• **Input material**:
_____

use std::{
    fmt::Display,
    sync::{Arc, Mutex, MutexGuard, PoisonError},
};

use bytes::Bytes;
use tracing::trace;

use crate::{adapter::ConnectionId, transport::TransportError};

/// Something which can be dispatched on an [`EventChannel`].
pub trait Payload {
    /// Empty payloads are not dispatched.
    fn is_empty(&self) -> bool {
        false
    }
}

/// Bytes arrived from the wire.
#[derive(Debug, Clone, PartialEq, Eq)]
pub struct ReceivedData {
    /// The connection the bytes arrived on.
    pub connection_id: ConnectionId,

    /// The bytes.
    pub data: Bytes,
}

impl Payload for ReceivedData {
    fn is_empty(&self) -> bool {
        self.data.is_empty()
    }
}

/// Reading from the wire failed.
#[derive(Debug)]
pub struct ReceiveError {
    /// The connection the error happened on.
    pub connection_id: ConnectionId,

    /// What went wrong.
    pub error: TransportError,
}

impl Payload for ReceiveError {}

/// Returned by [`EventChannel::add_listener`], needed for removing the listener again.
#[derive(Debug, Clone, Copy, PartialEq, Eq, Hash)]
pub struct ListenerToken(u64);

impl Display for ListenerToken {
    fn fmt(&self, f: &mut std::fmt::Formatter<'_>) -> std::fmt::Result {
        write!(f, "listener#{}", self.0)
    }
}

type Listener<T> = Arc<dyn Fn(&T) + Send + Sync>;

struct Registry<T> {
    next_token: u64,
    listeners: Vec<(ListenerToken, Listener<T>)>,
}

/// A register of listeners.
///
/// Clones share the same register.
/// Dispatching calls the most recently added listener first.
pub struct EventChannel<T> {
    name: &'static str,
    registry: Arc<Mutex<Registry<T>>>,
}

impl<T> Clone for EventChannel<T> {
    fn clone(&self) -> Self {
        Self {
            name: self.name,
            registry: self.registry.clone(),
        }
    }
}

impl<T: Payload> std::fmt::Debug for EventChannel<T> {
    fn fmt(&self, f: &mut std::fmt::Formatter<'_>) -> std::fmt::Result {
        f.debug_struct("EventChannel")
            .field("name", &self.name)
            .field("listeners", &self.len())
            .finish()
    }
}

impl<T: Payload> EventChannel<T> {
    pub(crate) fn new(name: &'static str) -> Self {
        Self {
            name,
            registry: Arc::new(Mutex::new(Registry {
                next_token: 0,
                listeners: vec![],
            })),
        }
    }

    fn registry(&self) -> MutexGuard<'_, Registry<T>> {
        self.registry.lock().unwrap_or_else(PoisonError::into_inner)
    }

    /// Add a listener.
    /// Adding the same closure twice means it is called twice.
    pub fn add_listener<F>(&self, listener: F) -> ListenerToken
    where
        F: Fn(&T) + Send + Sync + 'static,
    {
        let mut registry = self.registry();

        let token = ListenerToken(registry.next_token);
        registry.next_token += 1;
        registry.listeners.push((token, Arc::new(listener)));

        trace!(channel = self.name, %token, "Listener added");
        token
    }

    /// Remove a listener.
    /// Returns false if the listener was not (or no longer) registered.
    pub fn remove_listener(&self, token: ListenerToken) -> bool {
        let mut registry = self.registry();

        match registry.listeners.iter().rposition(|(t, _)| *t == token) {
            Some(index) => {
                registry.listeners.remove(index);
                trace!(channel = self.name, %token, "Listener removed");
                true
            }
            None => false,
        }
    }

    /// How many listeners are registered.
    pub fn len(&self) -> usize {
        self.registry().listeners.len()
    }

    /// True if there are no listeners.
    pub fn is_empty(&self) -> bool {
        self.len() == 0
    }

    /// Remove every listener.
    pub(crate) fn clear(&self) {
        let removed = {
            let mut registry = self.registry();
            std::mem::take(&mut registry.listeners).len()
        };

        if removed > 0 {
            trace!(channel = self.name, removed, "Listeners cleared");
        }
    }

    /// Call every listener with the payload, most recently added first.
    /// Returns how many listeners were called.
    pub(crate) fn dispatch(&self, payload: &T) -> usize {
        if payload.is_empty() {
            trace!(channel = self.name, "Empty payload, not dispatching");
            return 0;
        }

        // Listeners may add or remove listeners, so don't hold the lock while calling them.
        let listeners = self
            .registry()
            .listeners
            .iter()
            .rev()
            .map(|(_, listener)| listener.clone())
            .collect::<Vec<_>>();

        for listener in &listeners {
            listener(payload);
        }

        trace!(
            channel = self.name,
            "Dispatched to {} listener(s)",
            listeners.len()
        );
        listeners.len()
    }
}
// src/application/state.rs

use std::sync::Arc;

use crate::catalog::EndpointCatalog;
use crate::config::{ApiConfig, NotificationConfig};
use crate::error::ConfigError;
use crate::integrations::backend::{ReqwestTransport, RequestDispatcher, Transport};
use crate::notifications::{NotificationCenter, Surface};
use crate::services::ConnectivityService;

/// Everything calling code needs, wired once at startup.
/// All fields are Arc-wrapped so they can be handed to tasks and views.
pub struct AppState {
    pub config: ApiConfig,
    pub dispatcher: Arc<RequestDispatcher>,
    pub catalog: Arc<EndpointCatalog>,
    pub notifications: Arc<NotificationCenter>,
    pub connectivity: Arc<ConnectivityService>,
}

impl AppState {
    pub fn new(
        config: ApiConfig,
        transport: Arc<dyn Transport>,
        surface: Arc<dyn Surface>,
        notification_config: NotificationConfig,
    ) -> Self {
        let dispatcher = Arc::new(RequestDispatcher::new(config.base_url.clone(), transport));
        let catalog = Arc::new(EndpointCatalog::new(
            dispatcher.clone(),
            config.defaults.clone(),
        ));
        let notifications = Arc::new(NotificationCenter::new(surface, notification_config));
        let connectivity = Arc::new(ConnectivityService::new(catalog.clone()));

        Self {
            config,
            dispatcher,
            catalog,
            notifications,
            connectivity,
        }
    }

    /// Production wiring over a reqwest transport.
    pub fn connect(
        config: ApiConfig,
        surface: Arc<dyn Surface>,
        notification_config: NotificationConfig,
    ) -> Result<Self, ConfigError> {
        let transport = Arc::new(ReqwestTransport::new()?);
        Ok(Self::new(config, transport, surface, notification_config))
    }
}

#[cfg(test)]
mod tests {
    use super::*;
    use crate::integrations::backend::transport::MockTransport;
    use crate::notifications::MemorySurface;

    #[test]
    fn test_components_share_configuration() {
        let config = ApiConfig::with_base_url("https://shield.example/api/v1")
            .unwrap()
            .with_default_state("FL");
        let state = AppState::new(
            config,
            Arc::new(MockTransport::new()),
            Arc::new(MemorySurface::new()),
            NotificationConfig::default(),
        );

        assert_eq!(state.dispatcher.base_url(), "https://shield.example/api/v1");
        assert_eq!(state.catalog.dispatcher().base_url(), "https://shield.example/api/v1");
        assert_eq!(state.catalog.defaults().state, "FL");
    }

    #[test]
    fn test_connect_builds_reqwest_stack() {
        let state = AppState::connect(
            ApiConfig::default(),
            Arc::new(MemorySurface::new()),
            NotificationConfig::default(),
        )
        .unwrap();
        assert_eq!(state.dispatcher.base_url(), "http://localhost:8000/api/v1");
    }
}
// src/notifications/stylesheet.rs

use super::severity::Severity;

/// Stable identifier the stylesheet is registered under.
pub const STYLESHEET_ID: &str = "notification-styles";

const BASE_RULES: &str = r#"
.notification-toast {
  position: fixed;
  top: 70px;
  right: 20px;
  padding: 1rem 1.5rem;
  border-radius: 8px;
  background: rgba(15, 28, 50, 0.95);
  border: 1px solid rgba(255,255,255,0.1);
  color: #E8F0F8;
  font-size: 0.875rem;
  display: flex;
  align-items: center;
  gap: 1rem;
  z-index: 9999;
  animation: slideIn 0.3s ease;
  box-shadow: 0 4px 20px rgba(0,0,0,0.3);
}
.notification-close { background: none; border: none; color: #8AA0B8; font-size: 1.25rem; cursor: pointer; }
@keyframes slideIn { from { transform: translateX(100%); opacity: 0; } to { transform: translateX(0); opacity: 1; } }
"#;

/// Shared CSS for every toast: base layout, one accent rule per severity and
/// the slide-in entrance animation.
pub fn stylesheet() -> String {
    let mut css = String::from(BASE_RULES.trim_start());
    for severity in Severity::ALL {
        css.push_str(&format!(
            ".{} {{ border-left: 4px solid {}; }}\n",
            severity.class_name(),
            severity.accent_color()
        ));
    }
    css
}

_____

• **Goal of the exercise**:
In the entries above, please find the line with "impl Display for" and the line with "registry.next_token += 1;", then write out exactly those two lines and every line between them, and nothing more.

• **Response to the exercise**:
impl Display for ListenerToken {
    fn fmt(&self, f: &mut std::fmt::Formatter<'_>) -> std::fmt::Result {
        write!(f, "listener#{}", self.0)
    }
}

type Listener<T> = Arc<dyn Fn(&T) + Send + Sync>;

struct Registry<T> {
    next_token: u64,
    listeners: Vec<(ListenerToken, Listener<T>)>,
}

/// A register of listeners.
///
/// Clones share the same register.
/// Dispatching calls the most recently added listener first.
pub struct EventChannel<T> {
    name: &'static str,
    registry: Arc<Mutex<Registry<T>>>,
}

impl<T> Clone for EventChannel<T> {
    fn clone(&self) -> Self {
        Self {
            name: self.name,
            registry: self.registry.clone(),
        }
    }
}

impl<T: Payload> std::fmt::Debug for EventChannel<T> {
    fn fmt(&self, f: &mut std::fmt::Formatter<'_>) -> std::fmt::Result {
        f.debug_struct("EventChannel")
            .field("name", &self.name)
            .field("listeners", &self.len())
            .finish()
    }
}

impl<T: Payload> EventChannel<T> {
    pub(crate) fn new(name: &'static str) -> Self {
        Self {
            name,
            registry: Arc::new(Mutex::new(Registry {
                next_token: 0,
                listeners: vec![],
            })),
        }
    }

    fn registry(&self) -> MutexGuard<'_, Registry<T>> {
        self.registry.lock().unwrap_or_else(PoisonError::into_inner)
    }

    /// Add a listener.
    /// Adding the same closure twice means it is called twice.
    pub fn add_listener<F>(&self, listener: F) -> ListenerToken
    where
        F: Fn(&T) + Send + Sync + 'static,
    {
        let mut registry = self.registry();

        let token = ListenerToken(registry.next_token);
        registry.next_token += 1;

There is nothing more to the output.